• WHAT YOU HAVE TO DO:
Repeat exactly, and only, the lines below starting at the line that contains "use std::collections::HashMap;" and ending at the line that contains "pub fn is_attached(&self, tab: TabId)", inclusive of both.

(Saved data entries)
====

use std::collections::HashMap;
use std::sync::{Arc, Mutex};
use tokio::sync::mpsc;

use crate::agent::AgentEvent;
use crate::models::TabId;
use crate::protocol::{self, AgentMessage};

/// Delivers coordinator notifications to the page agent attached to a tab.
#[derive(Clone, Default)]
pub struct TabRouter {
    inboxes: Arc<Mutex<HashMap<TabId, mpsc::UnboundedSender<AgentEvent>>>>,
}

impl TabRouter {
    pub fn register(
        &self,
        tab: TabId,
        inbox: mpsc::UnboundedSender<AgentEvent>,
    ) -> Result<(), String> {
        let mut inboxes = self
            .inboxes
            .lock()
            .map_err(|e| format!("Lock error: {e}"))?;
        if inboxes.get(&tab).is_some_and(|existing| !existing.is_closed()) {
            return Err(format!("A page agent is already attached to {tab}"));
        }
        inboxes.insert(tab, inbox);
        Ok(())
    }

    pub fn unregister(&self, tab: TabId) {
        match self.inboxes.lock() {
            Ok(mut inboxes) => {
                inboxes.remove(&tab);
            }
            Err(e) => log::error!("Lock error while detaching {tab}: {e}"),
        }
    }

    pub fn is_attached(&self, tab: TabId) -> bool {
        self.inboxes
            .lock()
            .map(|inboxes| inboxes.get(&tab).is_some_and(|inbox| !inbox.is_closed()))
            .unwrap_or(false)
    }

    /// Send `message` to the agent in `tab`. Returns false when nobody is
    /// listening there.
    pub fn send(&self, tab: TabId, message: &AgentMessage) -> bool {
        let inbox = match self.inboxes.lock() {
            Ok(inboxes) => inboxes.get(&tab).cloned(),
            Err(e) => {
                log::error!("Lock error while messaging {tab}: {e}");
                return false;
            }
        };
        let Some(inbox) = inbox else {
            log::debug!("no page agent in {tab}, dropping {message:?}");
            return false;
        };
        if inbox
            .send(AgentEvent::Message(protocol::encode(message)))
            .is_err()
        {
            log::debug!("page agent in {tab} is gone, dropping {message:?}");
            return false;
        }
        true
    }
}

====

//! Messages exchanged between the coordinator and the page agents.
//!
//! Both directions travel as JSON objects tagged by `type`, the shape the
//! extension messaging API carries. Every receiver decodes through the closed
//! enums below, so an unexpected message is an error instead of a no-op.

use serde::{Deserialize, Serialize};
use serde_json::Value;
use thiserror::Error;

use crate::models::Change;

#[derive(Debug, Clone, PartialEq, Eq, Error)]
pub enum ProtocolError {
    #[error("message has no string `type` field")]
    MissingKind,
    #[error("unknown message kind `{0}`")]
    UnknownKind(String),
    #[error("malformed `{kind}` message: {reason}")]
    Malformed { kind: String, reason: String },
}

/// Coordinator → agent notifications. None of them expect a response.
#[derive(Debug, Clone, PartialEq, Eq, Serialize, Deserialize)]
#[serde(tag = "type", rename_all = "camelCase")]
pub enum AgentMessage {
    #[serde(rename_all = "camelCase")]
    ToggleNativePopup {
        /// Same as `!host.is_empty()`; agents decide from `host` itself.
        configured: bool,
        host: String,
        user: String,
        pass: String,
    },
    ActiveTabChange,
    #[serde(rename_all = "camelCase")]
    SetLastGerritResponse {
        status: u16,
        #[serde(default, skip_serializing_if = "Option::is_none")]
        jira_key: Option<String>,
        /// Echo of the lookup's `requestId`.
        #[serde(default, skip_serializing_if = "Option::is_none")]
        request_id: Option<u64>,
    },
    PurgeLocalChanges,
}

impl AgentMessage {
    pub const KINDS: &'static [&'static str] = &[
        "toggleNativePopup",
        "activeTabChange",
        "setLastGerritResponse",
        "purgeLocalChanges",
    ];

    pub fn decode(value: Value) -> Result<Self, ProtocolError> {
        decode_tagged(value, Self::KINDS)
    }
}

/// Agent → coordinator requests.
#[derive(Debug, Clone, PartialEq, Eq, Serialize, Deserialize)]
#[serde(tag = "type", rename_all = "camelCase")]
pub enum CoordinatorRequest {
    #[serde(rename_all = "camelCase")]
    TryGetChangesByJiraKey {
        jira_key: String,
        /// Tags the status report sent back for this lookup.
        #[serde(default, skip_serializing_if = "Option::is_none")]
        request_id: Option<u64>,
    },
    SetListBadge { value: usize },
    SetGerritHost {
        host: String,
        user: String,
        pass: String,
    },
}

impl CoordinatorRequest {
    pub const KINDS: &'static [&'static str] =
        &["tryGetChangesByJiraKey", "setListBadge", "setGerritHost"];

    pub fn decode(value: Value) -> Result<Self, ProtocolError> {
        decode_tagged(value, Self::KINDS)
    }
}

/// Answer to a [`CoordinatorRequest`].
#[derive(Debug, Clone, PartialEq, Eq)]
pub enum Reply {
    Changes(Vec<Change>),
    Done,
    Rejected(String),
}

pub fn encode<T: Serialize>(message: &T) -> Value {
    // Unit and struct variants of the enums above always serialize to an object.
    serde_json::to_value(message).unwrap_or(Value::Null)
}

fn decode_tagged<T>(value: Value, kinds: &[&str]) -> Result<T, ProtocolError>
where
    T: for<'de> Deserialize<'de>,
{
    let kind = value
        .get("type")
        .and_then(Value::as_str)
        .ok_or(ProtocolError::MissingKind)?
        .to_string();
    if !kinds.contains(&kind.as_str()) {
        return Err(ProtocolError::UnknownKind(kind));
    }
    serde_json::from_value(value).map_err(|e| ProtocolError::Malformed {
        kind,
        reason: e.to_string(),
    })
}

====

• OUTPUT OF THE EXERCISE:
use std::collections::HashMap;
use std::sync::{Arc, Mutex};
use tokio::sync::mpsc;

use crate::agent::AgentEvent;
use crate::models::TabId;
use crate::protocol::{self, AgentMessage};

/// Delivers coordinator notifications to the page agent attached to a tab.
#[derive(Clone, Default)]
pub struct TabRouter {
    inboxes: Arc<Mutex<HashMap<TabId, mpsc::UnboundedSender<AgentEvent>>>>,
}

impl TabRouter {
    pub fn register(
        &self,
        tab: TabId,
        inbox: mpsc::UnboundedSender<AgentEvent>,
    ) -> Result<(), String> {
        let mut inboxes = self
            .inboxes
            .lock()
            .map_err(|e| format!("Lock error: {e}"))?;
        if inboxes.get(&tab).is_some_and(|existing| !existing.is_closed()) {
            return Err(format!("A page agent is already attached to {tab}"));
        }
        inboxes.insert(tab, inbox);
        Ok(())
    }

    pub fn unregister(&self, tab: TabId) {
        match self.inboxes.lock() {
            Ok(mut inboxes) => {
                inboxes.remove(&tab);
            }
            Err(e) => log::error!("Lock error while detaching {tab}: {e}"),
        }
    }

    pub fn is_attached(&self, tab: TabId) -> bool {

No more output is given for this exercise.